For years, NVIDIA’s CUDA software toolkit didn’t have native Python support. But that’s now changed.

At GTC, NVIDIA announced native support and full integration of Python in its CUDA toolkit. Developers will be able to use Python for direct execution of algorithmic-style computing on GPUs.

“We’ve been working hard to bring accelerated Python, first class, into the CUDA stack,” said Stephen Jones, CUDA architect, during a presentation at the recent GTC conference.

For programmers, the implications are massive. CUDA was born from C and C++, and now coders don’t need knowledge of those programming languages to use the toolkit.

“Python for CUDA should not look like C. It should look like Python,” Jones said.

“Python CUDA is not just C translated into Python syntax.”
— Stephen Jones, CUDA architect

Coders can use natural Python interfaces and the scripting model of calling functions and libraries to create AI programs for execution on NVIDIA GPUs.

“Python CUDA is not just C translated into Python syntax. It’s got to be something which is natural to a Python developer,” Jones said.

Native Python Opens New Doors

NVIDIA’s native support for Python on CUDA opens the developer toolkit to millions of developers. CUDA previously required developers to know C++ or Fortran. The programming kit had some Python tooling, but it wasn’t natively supported.

The number of CUDA users was only 4 million in 2023, up from 2 million in 2020, according to The Futurum Group. But Python is the fastest-growing language in the world. NVIDIA will get access to millions of Python coders — especially in developing countries such as India and Brazil, where coders make fervent contributions to open source projects.

Python support will also make NVIDIA’s infrastructure ready to use in emerging markets. A bulk of NVIDIA GPUs are in the U.S. and Europe, but telecom and infrastructure companies in India are building out major GPU installations that will be operational in the coming years.

NVIDIA is pouring fuel into recruiting programmers and wants to support more programming languages, including Rust and Julia.

How Pythonic CUDA Was Built

CUDA includes libraries, SDKs, compilers, host runtimes, tools, and pre-packaged software and algorithms. NVIDIA has added pieces to the entire Pythonic CUDA stack.

NVIDIA’s focus was to provide GPU acceleration without getting out of Python. CUDA Python can’t be just kernel offerings; it needs everything across the stack and a smooth execution flow, Jones said.

“You have to be able to write a kernel and drop it into PyTorch, but you also have to be able to call Pythonic libraries and all of these other things,” Jones said.

Effectively, there’s nothing at the compiler layer, as it’s built around just-in-time (JIT) compilation. That significantly reduces the number of dependencies in the tree for GPUs in the stack.

“Keeping this interoperability between all the layers is going to be a huge gain for productivity and being able to use Python end-to-end,” Jones said.

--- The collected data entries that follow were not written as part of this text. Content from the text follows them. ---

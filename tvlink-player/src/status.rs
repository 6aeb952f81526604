//! Published playback status
//!
//! [`StatusSnapshot`] is the aggregate a [`Player`](crate::Player) hands to
//! its observers on every change. The error and event fields are one-shot:
//! the coordinator sets them, notifies observers, then takes them back, so a
//! later read never replays a stale event. [`Transient`] makes that contract
//! structural instead of conventional.

use serde::Serialize;
use tvlink_common::events::{ConnectionChange, PlayInfo, PlaybackStatus, PlayerState};
use tvlink_common::ErrorCode;

/// One-shot event slot: set, delivered once, then taken back.
#[derive(Debug, Clone, PartialEq, Serialize)]
#[serde(transparent)]
pub struct Transient<T>(Option<T>);

impl<T> Transient<T> {
    pub fn set(&mut self, value: T) {
        self.0 = Some(value);
    }

    /// Clear the slot, returning the pending value if any.
    pub fn take(&mut self) -> Option<T> {
        self.0.take()
    }

    /// Peek at the pending value without clearing it.
    pub fn get(&self) -> Option<&T> {
        self.0.as_ref()
    }

    pub fn is_set(&self) -> bool {
        self.0.is_some()
    }
}

impl<T> Default for Transient<T> {
    fn default() -> Self {
        Transient(None)
    }
}

/// Aggregate playback status of one output.
///
/// `state` and `uri` are durable; `error`, `play_info`, `connection` and
/// `playback_status` are one-shot and empty again right after delivery to
/// the registered observers.
#[derive(Debug, Clone, Default, PartialEq, Serialize)]
pub struct StatusSnapshot {
    /// Current lifecycle state
    pub state: PlayerState,

    /// Last error, pending delivery
    pub error: Transient<ErrorCode>,

    /// Last play position report, pending delivery
    pub play_info: Transient<PlayInfo>,

    /// Last connection change, pending delivery
    pub connection: Transient<ConnectionChange>,

    /// Last buffer/stream boundary notification, pending delivery
    pub playback_status: Transient<PlaybackStatus>,

    /// URI of the current playback, as given by the caller
    pub uri: Option<String>,
}

#[cfg(test)]
mod tests {
    use super::*;
    use tvlink_common::events::PlayerState;

    #[test]
    fn test_transient_take_clears() {
        let mut slot = Transient::default();
        slot.set(ErrorCode::Busy);
        assert!(slot.is_set());
        assert_eq!(slot.take(), Some(ErrorCode::Busy));
        assert!(!slot.is_set());
        assert_eq!(slot.take(), None);
    }

    #[test]
    fn test_transient_get_does_not_clear() {
        let mut slot = Transient::default();
        slot.set(ErrorCode::NotFound);
        assert_eq!(slot.get(), Some(&ErrorCode::NotFound));
        assert!(slot.is_set());
    }

    #[test]
    fn test_snapshot_default_is_stopped_and_empty() {
        let snapshot = StatusSnapshot::default();
        assert_eq!(snapshot.state, PlayerState::Stopped);
        assert!(!snapshot.error.is_set());
        assert!(!snapshot.play_info.is_set());
        assert!(!snapshot.connection.is_set());
        assert!(!snapshot.playback_status.is_set());
        assert!(snapshot.uri.is_none());
    }

    #[test]
    fn test_snapshot_serializes_transients_flat() {
        let mut snapshot = StatusSnapshot::default();
        snapshot.error.set(ErrorCode::TimedOut);
        let json = serde_json::to_string(&snapshot).unwrap();
        assert!(json.contains("\"error\":\"timed_out\""));
        assert!(json.contains("\"state\":\"stopped\""));
    }
}
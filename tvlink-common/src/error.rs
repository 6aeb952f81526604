//! Common error types for TVLINK

use serde::{Deserialize, Serialize};
use thiserror::Error;

/// Common result type for TVLINK operations
pub type Result<T> = std::result::Result<T, Error>;

/// Error codes reported across the native engine boundary.
///
/// These are opaque pass-through values: the coordination core routes them to
/// the status snapshot of the affected output without interpreting them.
#[derive(Debug, Clone, Copy, PartialEq, Eq, Serialize, Deserialize)]
#[serde(rename_all = "snake_case")]
pub enum ErrorCode {
    General,
    InvalidArgument,
    NotFound,
    OutOfMemory,
    Busy,
    PermissionDenied,
    TimedOut,
    Empty,
    EndOfFile,
    EndOfList,
    BeginOfList,
    Overflow,
    NotImplemented,
    Fatal,
    TryAgain,
}

impl std::fmt::Display for ErrorCode {
    fn fmt(&self, f: &mut std::fmt::Formatter<'_>) -> std::fmt::Result {
        let name = match self {
            ErrorCode::General => "general",
            ErrorCode::InvalidArgument => "invalid argument",
            ErrorCode::NotFound => "not found",
            ErrorCode::OutOfMemory => "out of memory",
            ErrorCode::Busy => "busy",
            ErrorCode::PermissionDenied => "permission denied",
            ErrorCode::TimedOut => "timed out",
            ErrorCode::Empty => "empty",
            ErrorCode::EndOfFile => "end of file",
            ErrorCode::EndOfList => "end of list",
            ErrorCode::BeginOfList => "begin of list",
            ErrorCode::Overflow => "overflow",
            ErrorCode::NotImplemented => "not implemented",
            ErrorCode::Fatal => "fatal",
            ErrorCode::TryAgain => "try again",
        };
        write!(f, "{}", name)
    }
}

/// Errors surfaced synchronously to callers.
///
/// Caller-misuse conditions (invalid arguments, duplicate registrations, a
/// command issued while a transition is in flight) fail fast at the call
/// site. Native-boundary failures are *not* returned through this type by
/// the coordinator; they travel through the status snapshot instead.
#[derive(Error, Debug)]
pub enum Error {
    /// Invalid caller-supplied argument
    #[error("Invalid argument: {0}")]
    InvalidArgument(String),

    /// A structural command is already in flight on this output
    #[error("Busy: {0}")]
    Busy(String),

    /// Requested resource not found
    #[error("Not found: {0}")]
    NotFound(String),

    /// Error code reported by the native engine
    #[error("Engine error: {0}")]
    Engine(ErrorCode),
}

impl Error {
    /// Engine-code equivalent, for publishing through a status snapshot.
    pub fn code(&self) -> ErrorCode {
        match self {
            Error::InvalidArgument(_) => ErrorCode::InvalidArgument,
            Error::Busy(_) => ErrorCode::Busy,
            Error::NotFound(_) => ErrorCode::NotFound,
            Error::Engine(code) => *code,
        }
    }
}
//! Output handles
//!
//! An [`OutputId`] names one independent playback sink (e.g. one video
//! surface). It is an opaque integer identity: the gateway and coordinators
//! compare handles by value only and never own them. A handle stays valid
//! until the caller discards it; observers registered under a handle must be
//! explicitly unregistered before that happens.

use serde::{Deserialize, Serialize};

/// Identity of one independent playback sink.
#[derive(Debug, Clone, Copy, PartialEq, Eq, Hash, Serialize, Deserialize)]
#[serde(transparent)]
pub struct OutputId(u32);

impl OutputId {
    /// Primary audio/video output.
    pub const MAIN_AV: OutputId = OutputId(0);

    /// Secondary audio/video output (e.g. picture-in-picture).
    pub const AUX_AV: OutputId = OutputId(1);

    pub const fn new(id: u32) -> Self {
        OutputId(id)
    }

    pub const fn value(&self) -> u32 {
        self.0
    }
}

impl std::fmt::Display for OutputId {
    fn fmt(&self, f: &mut std::fmt::Formatter<'_>) -> std::fmt::Result {
        write!(f, "{}", self.0)
    }
}

#[cfg(test)]
mod tests {
    use super::*;

    #[test]
    fn test_identity_compares_by_value() {
        assert_eq!(OutputId::new(0), OutputId::MAIN_AV);
        assert_eq!(OutputId::new(1), OutputId::AUX_AV);
        assert_ne!(OutputId::MAIN_AV, OutputId::AUX_AV);
    }

    #[test]
    fn test_display_is_raw_value() {
        assert_eq!(OutputId::new(7).to_string(), "7");
    }
}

Initially, NVIDIA built base Python bindings (which include the runtime compiler) and Python libraries such as cuPyNumeric, which is a drop-in replacement for NumPy, the most widely used computational library in Python. cuPyNumeric changes just one import directive, and NumPy code goes from running on the CPU to running on a GPU.

CUDA Core is a “Pythonic reimagining of the CUDA runtime to be naturally and natively Python.”
— Stephen Jones, CUDA architect

Over the last year, NVIDIA made CUDA Core, which Jones said is a “Pythonic reimagining of the CUDA runtime to be naturally and natively Python.”

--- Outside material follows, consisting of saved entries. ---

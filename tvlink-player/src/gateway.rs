//! Engine gateway
//!
//! [`EngineGateway`] is the single front door to the native engine: it owns
//! the [`EngineBackend`], forwards commands to it, and routes engine
//! callbacks to the observers registered for the matching [`OutputId`].
//!
//! The gateway never interprets events. It snapshots the observer list,
//! releases the registry lock, then notifies, so observer code can call back
//! into the gateway (including unregistering itself) without deadlocking.

use std::sync::{Arc, RwLock};

use once_cell::sync::OnceCell;
use tracing::{debug, info, trace};
use tvlink_common::events::{DataFormat, DataKind, EngineEvent};
use tvlink_common::media::MediaDescription;
use tvlink_common::{Error, Result};

use crate::engine::{EngineBackend, EngineResult, TeletextLink, VolumeLevel};
use crate::output::OutputId;

/// Receiver of engine playback events for one output.
pub trait EngineObserver: Send + Sync {
    fn on_event(&self, out: OutputId, event: &EngineEvent);
}

/// Receiver of engine side-channel data for one output. The return code
/// travels back to the native boundary.
pub trait EngineDataObserver: Send + Sync {
    fn on_data(
        &self,
        out: OutputId,
        kind: DataKind,
        format: DataFormat,
        payload: &[u8],
    ) -> EngineResult<()>;
}

static GATEWAY: OnceCell<Arc<EngineGateway>> = OnceCell::new();

/// Front door to the native engine.
///
/// Command methods forward to the backend unchanged and hand its error code
/// back to the caller; the playback coordinator decides which failures reach
/// the application as errors and which become published status.
pub struct EngineGateway {
    backend: Arc<dyn EngineBackend>,
    observers: RwLock<Vec<(OutputId, Arc<dyn EngineObserver>)>>,
    data_observers: RwLock<Vec<(OutputId, Arc<dyn EngineDataObserver>)>>,
}

impl EngineGateway {
    /// Create a gateway over `backend` and bring the engine up.
    pub fn new(backend: Arc<dyn EngineBackend>) -> Result<Arc<Self>> {
        backend.init().map_err(Error::Engine)?;
        info!("Engine initialized: {}", backend.version());
        Ok(Arc::new(EngineGateway {
            backend,
            observers: RwLock::new(Vec::new()),
            data_observers: RwLock::new(Vec::new()),
        }))
    }

    /// Initialize the process-wide gateway, or return the existing one.
    ///
    /// The first call wins; later calls get the same instance and their
    /// `backend` is dropped unused.
    pub fn global_with(backend: Arc<dyn EngineBackend>) -> Result<Arc<Self>> {
        GATEWAY
            .get_or_try_init(|| EngineGateway::new(backend))
            .cloned()
    }

    /// The process-wide gateway, if [`global_with`](Self::global_with) ran.
    pub fn global() -> Option<Arc<Self>> {
        GATEWAY.get().cloned()
    }

    /// Engine version string, for diagnostics.
    pub fn version(&self) -> String {
        self.backend.version()
    }

    /// Tear the engine down and drop all registrations.
    pub fn shutdown(&self) -> Result<()> {
        self.observers.write().unwrap().clear();
        self.data_observers.write().unwrap().clear();
        self.backend.deinit().map_err(Error::Engine)?;
        info!("Engine shut down");
        Ok(())
    }

    // --- Observer registry ---

    /// Register `observer` for events of `out`. One observer may be
    /// registered for several outputs; each registration is independent.
    pub fn register_observer(&self, out: OutputId, observer: Arc<dyn EngineObserver>) {
        let mut observers = self.observers.write().unwrap();
        observers.push((out, observer));
        debug!("Observer registered for output {out} ({} total)", observers.len());
    }

    /// Remove every registration of `observer` for `out`. Unknown
    /// registrations are ignored.
    pub fn unregister_observer(&self, out: OutputId, observer: &Arc<dyn EngineObserver>) {
        let target = Arc::as_ptr(observer) as *const ();
        let mut observers = self.observers.write().unwrap();
        observers.retain(|(o, obs)| *o != out || Arc::as_ptr(obs) as *const () != target);
    }

    /// Register `observer` for side-channel data of `out`.
    pub fn register_data_observer(&self, out: OutputId, observer: Arc<dyn EngineDataObserver>) {
        let mut observers = self.data_observers.write().unwrap();
        observers.push((out, observer));
        debug!(
            "Data observer registered for output {out} ({} total)",
            observers.len()
        );
    }

    /// Remove every registration of `observer` for `out`.
    pub fn unregister_data_observer(&self, out: OutputId, observer: &Arc<dyn EngineDataObserver>) {
        let target = Arc::as_ptr(observer) as *const ();
        let mut observers = self.data_observers.write().unwrap();
        observers.retain(|(o, obs)| *o != out || Arc::as_ptr(obs) as *const () != target);
    }

    // --- Callback dispatch (engine thread) ---

    /// Route one engine event to the observers of `out`, in registration
    /// order. Events for an output with no observers are dropped.
    pub fn dispatch_event(&self, out: OutputId, event: &EngineEvent) {
        trace!("Engine event on output {out}: {}", event.event_type());
        let targets: Vec<Arc<dyn EngineObserver>> = {
            let observers = self.observers.read().unwrap();
            observers
                .iter()
                .filter(|(o, _)| *o == out)
                .map(|(_, obs)| Arc::clone(obs))
                .collect()
        };
        if targets.is_empty() {
            trace!("No observer for output {out}, event dropped");
            return;
        }
        for observer in targets {
            observer.on_event(out, event);
        }
    }

    /// Route one side-channel payload to the data observers of `out`.
    /// Every observer is invoked; the first failure code is handed back to
    /// the native boundary. An output with no observers drops the payload.
    pub fn dispatch_data(
        &self,
        out: OutputId,
        kind: DataKind,
        format: DataFormat,
        payload: &[u8],
    ) -> EngineResult<()> {
        trace!("Engine data on output {out}: {kind}, {} bytes", payload.len());
        let targets: Vec<Arc<dyn EngineDataObserver>> = {
            let observers = self.data_observers.read().unwrap();
            observers
                .iter()
                .filter(|(o, _)| *o == out)
                .map(|(_, obs)| Arc::clone(obs))
                .collect()
        };
        if targets.is_empty() {
            trace!("No data observer for output {out}, payload dropped");
            return Ok(());
        }
        let mut result = Ok(());
        for observer in targets {
            if let Err(code) = observer.on_data(out, kind, format, payload) {
                debug!("Data consumer on output {out} reported {code}");
                if result.is_ok() {
                    result = Err(code);
                }
            }
        }
        result
    }

    // --- Command forwarding (caller threads) ---

    pub fn start(&self, out: OutputId, uri: &str, extras: Option<&str>) -> EngineResult<()> {
        debug!("start: output {out}, uri {uri}, extras {extras:?}");
        self.backend.start(out, uri, extras)
    }

    pub fn stop(&self, out: OutputId) -> EngineResult<()> {
        debug!("stop: output {out}");
        self.backend.stop(out)
    }

    pub fn buffer(&self, out: OutputId, start: bool) -> EngineResult<()> {
        debug!("buffer: output {out}, start {start}");
        self.backend.buffer(out, start)
    }

    pub fn trick_play(&self, out: OutputId, offset_secs: i64, speed: i16) -> EngineResult<()> {
        debug!("trick_play: output {out}, offset {offset_secs}s, speed {speed}");
        self.backend.trick_play(out, offset_secs, speed)
    }

    pub fn media_description(&self, out: OutputId) -> EngineResult<MediaDescription> {
        self.backend.media_description(out)
    }

    pub fn select_track(&self, out: OutputId, id: u32, on: bool) -> EngineResult<()> {
        debug!("select_track: output {out}, track {id}, on {on}");
        self.backend.select_track(out, id, on)
    }

    pub fn set_teletext_enabled(&self, out: OutputId, enable: bool) -> EngineResult<()> {
        self.backend.set_teletext_enabled(out, enable)
    }

    pub fn set_teletext_page(&self, out: OutputId, page: u16, subpage: u16) -> EngineResult<()> {
        self.backend.set_teletext_page(out, page, subpage)
    }

    pub fn teletext_page(&self, out: OutputId) -> EngineResult<(u16, u16)> {
        self.backend.teletext_page(out)
    }

    pub fn teletext_linked_page(&self, out: OutputId, link: TeletextLink) -> EngineResult<u16> {
        self.backend.teletext_linked_page(out, link)
    }

    pub fn set_teletext_transparency(&self, out: OutputId, alpha: u8) -> EngineResult<()> {
        self.backend.set_teletext_transparency(out, alpha)
    }

    pub fn set_subtitles_enabled(&self, out: OutputId, enable: bool) -> EngineResult<()> {
        self.backend.set_subtitles_enabled(out, enable)
    }

    pub fn setup_video(
        &self,
        out: OutputId,
        x: u32,
        y: u32,
        width: u32,
        height: u32,
    ) -> EngineResult<()> {
        debug!("setup_video: output {out}, {width}x{height} at ({x},{y})");
        self.backend.setup_video(out, x, y, width, height)
    }

    pub fn set_audio_passthrough(&self, out: OutputId, enable: bool) -> EngineResult<()> {
        self.backend.set_audio_passthrough(out, enable)
    }

    pub fn set_volume_leveling(
        &self,
        out: OutputId,
        enable: bool,
        level: VolumeLevel,
    ) -> EngineResult<()> {
        self.backend.set_volume_leveling(out, enable, level)
    }
}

CUDA Core has the execution flow of Python, which is fully in process and leans heavily into JIT compilation.

“You should not be dropping out command-line compilers or anything like that, you should be fully in process,” Jones said, adding that this significantly reduces the number of dependencies in the tree for GPUs in the stack.

NVIDIA created a library called NVMath Python with unified interfaces for both host-side and device-side library calls. The ability to fuse library calls brings big performance improvements, Jones said.

The company has also built libraries that can access accelerated C++ libraries directly from Python code.

“Because this sits on top of the underlying infrastructure that we’ve built over the years… we didn’t re-implement these in Python. We made sure that it links in the underlying fine-tuned C++ code so [that] your performance difference is negligible,” Jones said.

NVIDIA also added tools for profilers and code analyzers.

The Programming Model

Python makes coding straightforward and coders don’t have to worry much about the underlying hardware. With that in mind, NVIDIA is adding a coding layer that aligns with higher-level abstraction for execution on GPUs.

The new programming model, called CuTile interface, is being developed first for Pythonic CUDA with an extension for C++ CUDA coming later.

CuTile is “fundamentally more platonic,” as Python programmers today think more in terms of arrays than threads (which is more of a C++ trait).

Developers can’t magically take Python code and export it for GPU acceleration. CUDA typically takes a problem and breaks it into thousands of smaller blocks that are processed separately on GPUs.

The blocks are broken up into smaller tiles, which run thousands of threads processing single elements. The threads gang up into a single operation.

The ability to go all the way down to process single elements at the thread level in parallel gives the GPUs their massive computing power.

But NVIDIA figured that GPU execution doesn’t need to go all the way down to the thread level. Processing can also be done midway at the level of tiles, which is where the CuTile programming model fits in.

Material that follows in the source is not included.